■ WHAT THIS TASK INVOLVES
Exactly as written, retype all of the records that come next.

■ DATA
//! `${VAR}` expansion for config values.

/// Expand `${VAR}` occurrences using the process environment.
///
/// An unterminated `${` is left as-is.
///
/// # Errors
///
/// Returns `Err(...)` naming the variable when a referenced environment variable is not set.
pub fn expand_env_string(s: &str) -> Result<String, String> {
    let mut result = String::with_capacity(s.len());
    let mut rest = s;

    while let Some(start) = rest.find("${") {
        let Some(len) = rest[start + 2..].find('}') else {
            break;
        };
        let var_name = &rest[start + 2..start + 2 + len];
        let value = std::env::var(var_name).map_err(|_| {
            format!("Environment variable '{var_name}' not found (referenced in config)")
        })?;
        result.push_str(&rest[..start]);
        result.push_str(&value);
        rest = &rest[start + 2 + len + 1..];
    }
    result.push_str(rest);

    Ok(result)
}

pub mod serde_helpers {
    use super::expand_env_string;
    use serde::{Deserialize, Deserializer};

    /// Deserialize `Option<u64>` that may be written as a `${ENV}` string.
    pub fn deserialize_option_u64_env<'de, D>(
        deserializer: D,
    ) -> std::result::Result<Option<u64>, D::Error>
    where
        D: Deserializer<'de>,
    {
        use serde::de::Error as DeError;

        let value = Option::<serde_json::Value>::deserialize(deserializer)?;
        match value {
            None | Some(serde_json::Value::Null) => Ok(None),
            Some(serde_json::Value::Number(n)) => n
                .as_u64()
                .map(Some)
                .ok_or_else(|| D::Error::custom("expected unsigned integer")),
            Some(serde_json::Value::String(s)) => {
                let expanded = expand_env_string(&s).map_err(D::Error::custom)?;
                let expanded = expanded.trim();
                expanded.parse::<u64>().map(Some).map_err(|e| {
                    D::Error::custom(format!("expected unsigned integer, got '{expanded}': {e}"))
                })
            }
            Some(other) => Err(D::Error::custom(format!(
                "expected unsigned integer or string, got {other}"
            ))),
        }
    }

    /// Deserialize `Option<bool>` that may be written as a `${ENV}` string.
    pub fn deserialize_option_bool_env<'de, D>(
        deserializer: D,
    ) -> std::result::Result<Option<bool>, D::Error>
    where
        D: Deserializer<'de>,
    {
        use serde::de::Error as DeError;

        let value = Option::<serde_json::Value>::deserialize(deserializer)?;
        match value {
            None | Some(serde_json::Value::Null) => Ok(None),
            Some(serde_json::Value::Bool(b)) => Ok(Some(b)),
            Some(serde_json::Value::String(s)) => {
                let expanded = expand_env_string(&s).map_err(D::Error::custom)?;
                match expanded.trim().to_ascii_lowercase().as_str() {
                    "true" | "1" | "yes" | "on" => Ok(Some(true)),
                    "false" | "0" | "no" | "off" => Ok(Some(false)),
                    other => Err(D::Error::custom(format!("expected boolean, got '{other}'"))),
                }
            }
            Some(other) => Err(D::Error::custom(format!(
                "expected boolean or string, got {other}"
            ))),
        }
    }
}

■ SOLUTION TO THIS PROBLEM
//! `${VAR}` expansion for config values.

/// Expand `${VAR}` occurrences using the process environment.
///
/// An unterminated `${` is left as-is.
///
/// # Errors
///
/// Returns `Err(...)` naming the variable when a referenced environment variable is not set.
pub fn expand_env_string(s: &str) -> Result<String, String> {
    let mut result = String::with_capacity(s.len());
    let mut rest = s;

    while let Some(start) = rest.find("${") {
        let Some(len) = rest[start + 2..].find('}') else {
            break;
        };
        let var_name = &rest[start + 2..start + 2 + len];
        let value = std::env::var(var_name).map_err(|_| {
            format!("Environment variable '{var_name}' not found (referenced in config)")
        })?;
        result.push_str(&rest[..start]);
        result.push_str(&value);
        rest = &rest[start + 2 + len + 1..];
    }
    result.push_str(rest);

    Ok(result)
}

pub mod serde_helpers {
    use super::expand_env_string;
    use serde::{Deserialize, Deserializer};

    /// Deserialize `Option<u64>` that may be written as a `${ENV}` string.
    pub fn deserialize_option_u64_env<'de, D>(
        deserializer: D,
    ) -> std::result::Result<Option<u64>, D::Error>
    where
        D: Deserializer<'de>,
    {
        use serde::de::Error as DeError;

        let value = Option::<serde_json::Value>::deserialize(deserializer)?;
        match value {
            None | Some(serde_json::Value::Null) => Ok(None),
            Some(serde_json::Value::Number(n)) => n
                .as_u64()
                .map(Some)
                .ok_or_else(|| D::Error::custom("expected unsigned integer")),
            Some(serde_json::Value::String(s)) => {
                let expanded = expand_env_string(&s).map_err(D::Error::custom)?;
                let expanded = expanded.trim();
                expanded.parse::<u64>().map(Some).map_err(|e| {
                    D::Error::custom(format!("expected unsigned integer, got '{expanded}': {e}"))
                })
            }
            Some(other) => Err(D::Error::custom(format!(
                "expected unsigned integer or string, got {other}"
            ))),
        }
    }

    /// Deserialize `Option<bool>` that may be written as a `${ENV}` string.
    pub fn deserialize_option_bool_env<'de, D>(
        deserializer: D,
    ) -> std::result::Result<Option<bool>, D::Error>
    where
        D: Deserializer<'de>,
    {
        use serde::de::Error as DeError;

        let value = Option::<serde_json::Value>::deserialize(deserializer)?;
        match value {
            None | Some(serde_json::Value::Null) => Ok(None),
            Some(serde_json::Value::Bool(b)) => Ok(Some(b)),
            Some(serde_json::Value::String(s)) => {
                let expanded = expand_env_string(&s).map_err(D::Error::custom)?;
                match expanded.trim().to_ascii_lowercase().as_str() {
                    "true" | "1" | "yes" | "on" => Ok(Some(true)),
                    "false" | "0" | "no" | "off" => Ok(Some(false)),
                    other => Err(D::Error::custom(format!("expected boolean, got '{other}'"))),
                }
            }
            Some(other) => Err(D::Error::custom(format!(
                "expected boolean or string, got {other}"
            ))),
        }
    }
}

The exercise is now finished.